It was in this moment that I broke down.  I started talking, and that was it.  The dam burst, and the pieces of my broken heart spilled out into the car and onto the lap of my dear husband.  All of the pain that I had been stuffing inside for over a year finally found its way out of my heart and filled every inch of our Toyota Camry.  Flying down the highway, windshield wipers going a mile a minute, my soul cracked wide open.

It was the moment that God had been waiting for.  For me to fall apart, so He could put me back together.

It was also the moment that I realized this one truth, and it changed everything:

I can’t fight this battle alone.

I was dying because I had thought all along that it was up to me- that I had to figure this thing out, or die trying.

But it’s so much bigger than me.

So in that moment, I laid my weapons down at the feet of Jesus.  I asked Him to help me fight this battle.   I told Him, “I give up.  I can’t face this thing alone.  I’m dying, and I need Your help.”

Huh…that almost sounds like a Bible story.

In 2 Chronicles 20,  three massive armies were joining together to take out the nation of Judah, and Judah had NO HOPE of a win.   King Jehoshaphat’s army was simply no match for these guys.  So what did Jehoshaphat do?

Shaken, Jehoshaphat prayed. He went to God for help and ordered a nationwide fast. The country of Judah united in seeking God’s help—they came from all the cities of Judah to pray to God.

2 Chronicles 20:3-4, MSG

And King J prayed.  He threw himself on the ground, along with the whole nation of Judah (verse 13).  He reminded God of how BIG He was, how small they were, and that their only hope was in Him.  In verse 12, Jehoshaphat tells God,

“We’re helpless before this vandal horde ready to attack us.  We don’t know what to do; we’re looking to You.”

And guess what.

God shows up.

He speaks to His people through one of the worship leaders, Jahaziel, with this word (I love it!):

He said, “Attention everyone—all of you from out of town, all you from Jerusalem, and you King Jehoshaphat—God’s word: Don’t be afraid; don’t pay any mind to this vandal horde. This is God’s war, not yours. Tomorrow you’ll go after them; see, they’re already on their way up the slopes of Ziz; you’ll meet them at the end of the ravine near the wilderness of Jeruel. You won’t have to lift a hand in this battle; just stand firm, Judah and Jerusalem, and watch God’s saving work for you take shape. Don’t be afraid, don’t waver. March out boldly tomorrow—God is with you.”

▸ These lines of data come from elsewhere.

// Copyright 2024 Saptak Santra
//
// Licensed under the Apache License, Version 2.0 (the "License");
// you may not use this file except in compliance with the License.
// You may obtain a copy of the License at
//
//     http://www.apache.org/licenses/LICENSE-2.0
//
// Unless required by applicable law or agreed to in writing, software
// distributed under the License is distributed on an "AS IS" BASIS,
// WITHOUT WARRANTIES OR CONDITIONS OF ANY KIND, either express or implied.
// See the License for the specific language governing permissions and
// limitations under the License.

//! Deferred command buffers and the pool that flushes them deterministically.
//!
//! A buffer records operations against a world without touching it; a pool
//! hands out exactly one buffer per system id per cycle and flushes every
//! buffer's operations in ascending system-id order, so the result of a
//! flush never depends on the order systems happened to rent their buffers.

use rustc_hash::FxHashMap;

use crate::component::Component;
use crate::entity::EntityId;
use crate::error::{EcsError, Result};
use crate::world::World;

#[cfg(feature = "profiling")]
use tracing::debug;

/// Safety cap on the total number of commands flushed in one call. Matches
/// the `BatchTooLarge` message in [`EcsError`].
const MAX_BATCH_SIZE: usize = 10_000_000;

type Writer = Box<dyn FnOnce(&mut World, EntityId) -> Result<()> + Send>;

/// A reference to an entity recorded in a command, which may not exist yet.
#[derive(Debug, Clone, Copy, PartialEq, Eq)]
pub enum EntityRef {
    /// An entity that already exists.
    Real(EntityId),
    /// A global placeholder id, resolved at flush time.
    Placeholder(i64),
}

impl From<EntityId> for EntityRef {
    fn from(entity: EntityId) -> Self {
        EntityRef::Real(entity)
    }
}

enum Command {
    Spawn { global_id: i64, name: Option<String> },
    With { target: EntityRef, write: Writer },
    Add { target: EntityRef, write: Writer },
    Set { target: EntityRef, write: Writer },
    Remove { target: EntityRef, write: Writer },
    Despawn { target: EntityRef },
}

impl std::fmt::Debug for Command {
    fn fmt(&self, f: &mut std::fmt::Formatter<'_>) -> std::fmt::Result {
        match self {
            Command::Spawn { global_id, name } => f
                .debug_struct("Spawn")
                .field("global_id", global_id)
                .field("name", name)
                .finish(),
            Command::With { target, .. } => f.debug_struct("With").field("target", target).finish(),
            Command::Add { target, .. } => f.debug_struct("Add").field("target", target).finish(),
            Command::Set { target, .. } => f.debug_struct("Set").field("target", target).finish(),
            Command::Remove { target, .. } => f.debug_struct("Remove").field("target", target).finish(),
            Command::Despawn { target } => f.debug_struct("Despawn").field("target", target).finish(),
        }
    }
}

/// Encode `(buffer_id, local_id)` into a single lossless global placeholder
/// id. `local_id` must be negative, matching the ids `CommandBuffer::spawn`
/// hands back.
fn encode_placeholder(buffer_id: u32, local_id: i64) -> i64 {
    debug_assert!(local_id < 0);
    let magnitude = (-local_id) as i64;
    -(((buffer_id as i64) << 31) | magnitude)
}

fn decode_placeholder(global_id: i64) -> (u32, i64) {
    let magnitude = -global_id;
    let buffer_id = (magnitude >> 31) as u32;
    let local = magnitude & 0x7FFF_FFFF;
    (buffer_id, -local)
}

/// A deferred recorder of world-mutating operations belonging to one system.
pub struct CommandBuffer {
    system_id: u32,
    buffer_id: u32,
    next_local_id: i64,
    commands: Vec<Command>,
}

impl CommandBuffer {
    fn new(system_id: u32, buffer_id: u32) -> Self {
        Self {
            system_id,
            buffer_id,
            next_local_id: -1,
            commands: Vec::new(),
        }
    }

    pub fn system_id(&self) -> u32 {
        self.system_id
    }

    /// This buffer's global id for one of its own local placeholder ids, as
    /// returned by `spawn`. Pass the result to another buffer's `add`/`set`/
    /// `remove`/`despawn` to reference the entity across buffers.
    pub fn global_id(&self, local_id: i64) -> i64 {
        encode_placeholder(self.buffer_id, local_id)
    }

    /// Record a spawn. Returns a negative placeholder id, unique within this
    /// buffer, that may be passed to `with` (same buffer) or globalized via
    /// `global_id` for other buffers to reference.
    pub fn spawn(&mut self, name: Option<String>) -> i64 {
        let local_id = self.next_local_id;
        self.next_local_id -= 1;
        let global_id = self.global_id(local_id);
        self.commands.push(Command::Spawn { global_id, name });
        local_id
    }

    /// Attach an initial component to a placeholder returned by `spawn`.
    pub fn with<T: Component + Clone>(&mut self, placeholder: i64, value: T) {
        let target = EntityRef::Placeholder(self.global_id(placeholder));
        self.commands.push(Command::With {
            target,
            write: Box::new(move |world, entity| world.add_component(entity, value)),
        });
    }

    pub fn add<T: Component + Clone>(&mut self, target: impl Into<EntityRef>, value: T) {
        self.commands.push(Command::Add {
            target: target.into(),
            write: Box::new(move |world, entity| world.add_component(entity, value)),
        });
    }

    pub fn set<T: Component + Clone>(&mut self, target: impl Into<EntityRef>, value: T) {
        self.commands.push(Command::Set {
            target: target.into(),
            write: Box::new(move |world, entity| world.set_component(entity, value)),
        });
    }

    pub fn remove<T: Component>(&mut self, target: impl Into<EntityRef>) {
        self.commands.push(Command::Remove {
            target: target.into(),
            write: Box::new(move |world, entity| world.remove_component::<T>(entity).map(|_| ())),
        });
    }

    pub fn despawn(&mut self, target: impl Into<EntityRef>) {
        self.commands.push(Command::Despawn {
            target: target.into(),
        });
    }

    pub fn is_empty(&self) -> bool {
        self.commands.is_empty()
    }

    pub fn len(&self) -> usize {
        self.commands.len()
    }

    fn clear(&mut self) {
        self.commands.clear();
        self.next_local_id = -1;
    }
}

/// Accumulated placeholder -> real entity map, shared across batches within
/// a flush.
pub type EntityMap = FxHashMap<i64, EntityId>;

fn resolve(target: EntityRef, map: &EntityMap) -> Result<EntityId> {
    match target {
        EntityRef::Real(entity) => Ok(entity),
        EntityRef::Placeholder(id) => map
            .get(&id)
            .copied()
            .ok_or(EcsError::UnresolvedPlaceholder(id)),
    }
}

/// Hands out exactly one [`CommandBuffer`] per system id per cycle and
/// flushes every rented buffer's operations deterministically.
#[derive(Default)]
pub struct CommandBufferPool {
    buffer_ids: FxHashMap<u32, u32>,
    next_buffer_id: u32,
    buffers: FxHashMap<u32, CommandBuffer>,
    rented: FxHashMap<u32, bool>,
}

impl CommandBufferPool {
    pub fn new() -> Self {
        Self::default()
    }

    /// Rent the buffer for `system_id`. Fails if it is already rented and
    /// has not been returned or flushed.
    pub fn rent(&mut self, system_id: u32) -> Result<&mut CommandBuffer> {
        if *self.rented.get(&system_id).unwrap_or(&false) {
            return Err(EcsError::Invariant(format!(
                "system {system_id} rented its command buffer twice in one cycle"
            )));
        }
        let buffer_id = *self.buffer_ids.entry(system_id).or_insert_with(|| {
            let id = self.next_buffer_id;
            self.next_buffer_id += 1;
            id
        });
        self.rented.insert(system_id, true);
        #[cfg(feature = "profiling")]
        debug!(system_id, "command buffer rented");
        Ok(self
            .buffers
            .entry(system_id)
            .or_insert_with(|| CommandBuffer::new(system_id, buffer_id)))
    }

    /// Release `system_id`'s buffer back to the pool without flushing it.
    pub fn return_buffer(&mut self, system_id: u32) {
        self.rented.insert(system_id, false);
        #[cfg(feature = "profiling")]
        debug!(system_id, "command buffer returned");
    }

    /// Flush every buffer currently held by the pool, in a single batch
    /// ordered by ascending system id.
    pub fn flush_all(&mut self, world: &mut World) -> Result<EntityMap> {
        let ids: Vec<u32> = self.buffers.keys().copied().collect();
        self.flush_batches(world, &[ids])
    }

    /// Flush explicitly batched system ids. Within a batch, all spawns are
    /// materialised first (ascending system id), then every other command
    /// runs (ascending system id), resolving placeholder references against
    /// the map accumulated so far. Flushed buffers are cleared and released.
    pub fn flush_batches(&mut self, world: &mut World, batches: &[Vec<u32>]) -> Result<EntityMap> {
        let total_commands: usize = batches
            .iter()
            .flatten()
            .filter_map(|id| self.buffers.get(id))
            .map(|b| b.len())
            .sum();
        if total_commands > MAX_BATCH_SIZE {
            return Err(EcsError::BatchTooLarge);
        }

        let mut map = EntityMap::default();
        for batch in batches {
            let mut ids: Vec<u32> = batch.clone();
            ids.sort_unstable();

            for &system_id in &ids {
                let Some(buffer) = self.buffers.get(&system_id) else {
                    continue;
                };
                for command in &buffer.commands {
                    if let Command::Spawn { global_id, name } = command {
                        let entity = world.spawn_named(name.clone())?;
                        map.insert(*global_id, entity);
                    }
                }
            }

            for &system_id in &ids {
                let Some(buffer) = self.buffers.get_mut(&system_id) else {
                    continue;
                };
                for command in std::mem::take(&mut buffer.commands) {
                    match command {
                        Command::Spawn { .. } => {}
                        Command::With { target, write } | Command::Add { target, write } => {
                            let entity = resolve(target, &map)?;
                            write(world, entity)?;
                        }
                        Command::Set { target, write } => {
                            let entity = resolve(target, &map)?;
                            write(world, entity)?;
                        }
                        Command::Remove { target, write } => {
                            let entity = resolve(target, &map)?;
                            write(world, entity)?;
                        }
                        Command::Despawn { target } => {
                            let entity = resolve(target, &map)?;
                            world.despawn(entity)?;
                        }
                    }
                }
            }
        }

        for ids in batches {
            for system_id in ids {
                if let Some(buffer) = self.buffers.get_mut(system_id) {
                    buffer.clear();
                }
                self.rented.insert(*system_id, false);
            }
        }
        #[cfg(feature = "profiling")]
        debug!(systems = batches.iter().map(Vec::len).sum::<usize>(), entities = map.len(), "command buffers flushed");
        Ok(map)
    }

    /// Drop every buffer and reset buffer-id assignment. After this call the
    /// next `rent` for any system id starts a fresh buffer id.
    pub fn clear(&mut self) {
        self.buffer_ids.clear();
        self.next_buffer_id = 0;
        self.buffers.clear();
        self.rented.clear();
    }
}

#[cfg(test)]
mod tests {
    use super::*;

    #[test]
    fn placeholder_roundtrips_through_encode_decode() {
        for buffer_id in [0u32, 1, 255, 70_000] {
            for local_id in [-1i64, -2, -1000] {
                let global = encode_placeholder(buffer_id, local_id);
                assert_eq!(decode_placeholder(global), (buffer_id, local_id));
            }
        }
    }

    #[test]
    fn rent_twice_without_return_is_an_invariant_error() {
        let mut pool = CommandBufferPool::new();
        pool.rent(1).unwrap();
        assert!(pool.rent(1).is_err());
    }

    #[test]
    fn return_then_rent_reuses_the_same_buffer_id() {
        let mut pool = CommandBufferPool::new();
        let id_first = pool.rent(1).unwrap().global_id(-1);
        pool.return_buffer(1);
        let id_second = pool.rent(1).unwrap().global_id(-1);
        assert_eq!(id_first, id_second);
    }

    #[test]
    fn flush_rejects_a_batch_over_the_size_cap() {
        let mut pool = CommandBufferPool::new();
        {
            let buffer = pool.rent(1).unwrap();
            for _ in 0..(MAX_BATCH_SIZE + 1) {
                buffer.despawn(EntityId::NULL);
            }
        }
        let mut world = World::new();
        let err = pool.flush_all(&mut world).unwrap_err();
        assert!(matches!(err, EcsError::BatchTooLarge));
    }

    #[test]
    fn spawn_returns_distinct_negative_local_ids() {
        let mut pool = CommandBufferPool::new();
        let buffer = pool.rent(1).unwrap();
        let a = buffer.spawn(None);
        let b = buffer.spawn(None);
        assert!(a < 0 && b < 0);
        assert_ne!(a, b);
    }
}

2 Chronicles 20:15-17, MSG

And then, here’s the key.  They listened to Jahaziel- God’s mouthpiece.  They obeyed God’s voice.  And the result?  Read for yourself:

Then Jehoshaphat knelt down, bowing with his face to the ground. All Judah and Jerusalem did the same, worshiping God. The Levites (both Kohathites and Korahites) stood to their feet to praise God, the God of Israel; they praised at the top of their lungs!

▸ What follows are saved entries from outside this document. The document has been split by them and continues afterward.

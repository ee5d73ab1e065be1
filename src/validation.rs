//! Component validation manager: requires/conflicts/custom-predicate
//! constraints, checked before every `add`.

use std::any::TypeId;

use rustc_hash::FxHashMap;

use crate::component::Component;
use crate::entity::EntityId;
use crate::error::{EcsError, Result};
use crate::world::World;

/// When validation runs.
#[derive(Debug, Clone, Copy, PartialEq, Eq)]
pub enum ValidationMode {
    Enabled,
    /// Enabled only in debug builds (`cfg!(debug_assertions)`).
    DebugOnly,
    Disabled,
}

impl Default for ValidationMode {
    fn default() -> Self {
        ValidationMode::DebugOnly
    }
}

type Predicate = Box<dyn Fn(&World, EntityId, &dyn std::any::Any) -> bool + Send + Sync>;

/// Resolved constraints for one component type.
#[derive(Default)]
struct Constraints {
    requires: Vec<TypeId>,
    requires_names: Vec<&'static str>,
    conflicts: Vec<TypeId>,
    conflicts_names: Vec<&'static str>,
    predicate: Option<Predicate>,
}

/// A constraint provider supplies `(requires, conflicts)` for a type
/// without the manager having to perform reflection; it is registered once
/// per component type, typically by generated code external to this crate.
pub type ConstraintProvider = Box<dyn Fn() -> (Vec<TypeId>, Vec<&'static str>, Vec<TypeId>, Vec<&'static str>) + Send + Sync>;

#[derive(Default)]
pub struct ValidationManager {
    mode: ValidationMode,
    resolved: FxHashMap<TypeId, Constraints>,
}

impl ValidationManager {
    pub fn new(mode: ValidationMode) -> Self {
        Self {
            mode,
            resolved: FxHashMap::default(),
        }
    }

    pub fn mode(&self) -> ValidationMode {
        self.mode
    }

    pub fn set_mode(&mut self, mode: ValidationMode) {
        self.mode = mode;
    }

    fn is_active(&self) -> bool {
        match self.mode {
            ValidationMode::Enabled => true,
            ValidationMode::DebugOnly => cfg!(debug_assertions),
            ValidationMode::Disabled => false,
        }
    }

    /// Declare that `T` requires `U` to already be present on the entity.
    pub fn requires<T: Component, U: Component>(&mut self, required_name: &'static str) {
        let entry = self.resolved.entry(TypeId::of::<T>()).or_default();
        entry.requires.push(TypeId::of::<U>());
        entry.requires_names.push(required_name);
    }

    /// Declare that `T` conflicts with `U`.
    pub fn conflicts_with<T: Component, U: Component>(&mut self, conflicting_name: &'static str) {
        let entry = self.resolved.entry(TypeId::of::<T>()).or_default();
        entry.conflicts.push(TypeId::of::<U>());
        entry.conflicts_names.push(conflicting_name);
    }

    /// Resolve `T`'s constraints via an externally-supplied
    /// [`ConstraintProvider`] instead of calling `requires`/`conflicts_with`
    /// by hand — the usual path when a reflection-based scanner outside
    /// this crate discovers `requires(...)`/`conflicts_with(...)`
    /// attributes and hands the manager a closure instead of runtime
    /// reflection. The provider runs exactly once, at registration; the
    /// result is cached in `resolved` like any other entry.
    pub fn register_provider<T: Component>(&mut self, provider: ConstraintProvider) {
        let (requires, requires_names, conflicts, conflicts_names) = provider();
        let entry = self.resolved.entry(TypeId::of::<T>()).or_default();
        entry.requires.extend(requires);
        entry.requires_names.extend(requires_names);
        entry.conflicts.extend(conflicts);
        entry.conflicts_names.extend(conflicts_names);
    }

    /// Attach a custom predicate for `T`, evaluated with the world, the
    /// target entity, and the candidate value.
    pub fn set_predicate<T, F>(&mut self, predicate: F)
    where
        T: Component,
        F: Fn(&World, EntityId, &T) -> bool + Send + Sync + 'static,
    {
        let entry = self.resolved.entry(TypeId::of::<T>()).or_default();
        entry.predicate = Some(Box::new(move |world, entity, value| {
            match value.downcast_ref::<T>() {
                Some(v) => predicate(world, entity, v),
                None => true,
            }
        }));
    }

    /// Check all constraints declared for `T` against `entity`'s current
    /// component set plus `value`. No-op (`Ok(())`) when validation is not
    /// active for the current mode.
    pub fn validate<T: Component>(
        &self,
        world: &World,
        entity: EntityId,
        value: &T,
        type_name: &'static str,
        has_component: impl Fn(TypeId) -> bool,
    ) -> Result<()> {
        if !self.is_active() {
            return Ok(());
        }
        let Some(constraints) = self.resolved.get(&TypeId::of::<T>()) else {
            return Ok(());
        };

        for (required, name) in constraints.requires.iter().zip(&constraints.requires_names) {
            if !has_component(*required) {
                return Err(EcsError::Validation {
                    component: type_name,
                    entity,
                    reason: format!("requires {name}"),
                });
            }
        }
        for (conflicting, name) in constraints.conflicts.iter().zip(&constraints.conflicts_names) {
            if has_component(*conflicting) {
                return Err(EcsError::Validation {
                    component: type_name,
                    entity,
                    reason: format!("conflicts with {name}"),
                });
            }
        }
        if let Some(predicate) = &constraints.predicate {
            if !predicate(world, entity, value) {
                return Err(EcsError::Validation {
                    component: type_name,
                    entity,
                    reason: "custom validation failed".into(),
                });
            }
        }
        Ok(())
    }
}

#[cfg(test)]
mod tests {
    use super::*;
    use crate::world::World;

    #[derive(Debug, Clone, Copy)]
    struct Transform;
    #[derive(Debug, Clone, Copy)]
    struct Renderable;
    #[derive(Debug, Clone, Copy)]
    struct Frozen;
    #[derive(Debug, Clone, Copy)]
    struct Moving;

    #[test]
    fn requires_blocks_add_without_dependency() {
        let mut mgr = ValidationManager::new(ValidationMode::Enabled);
        mgr.requires::<Renderable, Transform>("Transform");

        let world = World::new();
        let entity = EntityId::NULL;
        let err = mgr
            .validate(&world, entity, &Renderable, "Renderable", |_| false)
            .unwrap_err();
        assert!(matches!(err, EcsError::Validation { .. }));
    }

    #[test]
    fn requires_passes_with_dependency_present() {
        let mut mgr = ValidationManager::new(ValidationMode::Enabled);
        mgr.requires::<Renderable, Transform>("Transform");

        let world = World::new();
        let entity = EntityId::NULL;
        assert!(mgr
            .validate(&world, entity, &Renderable, "Renderable", |_| true)
            .is_ok());
    }

    #[test]
    fn conflicts_with_blocks_add() {
        let mut mgr = ValidationManager::new(ValidationMode::Enabled);
        mgr.conflicts_with::<Moving, Frozen>("Frozen");

        let world = World::new();
        let entity = EntityId::NULL;
        assert!(mgr
            .validate(&world, entity, &Moving, "Moving", |_| true)
            .is_err());
    }

    #[test]
    fn disabled_mode_always_passes() {
        let mut mgr = ValidationManager::new(ValidationMode::Disabled);
        mgr.requires::<Renderable, Transform>("Transform");

        let world = World::new();
        let entity = EntityId::NULL;
        assert!(mgr
            .validate(&world, entity, &Renderable, "Renderable", |_| false)
            .is_ok());
    }
}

They were up early in the morning, ready to march into the wilderness of Tekoa. As they were leaving, Jehoshaphat stood up and said, “Listen Judah and Jerusalem! Listen to what I have to say! Believe firmly in God, your God, and your lives will be firm! Believe in your prophets and you’ll come out on top!”

After talking it over with the people, Jehoshaphat appointed a choir for God; dressed in holy robes, they were to march ahead of the troops, singing,

Give thanks to God,
His love never quits.

As soon as they started shouting and praising, God set ambushes against the men of Ammon, Moab, and Mount Seir as they were attacking Judah, and they all ended up dead. The Ammonites and Moabites mistakenly attacked those from Mount Seir and massacred them. Then, further confused, they went at each other, and all ended up killed.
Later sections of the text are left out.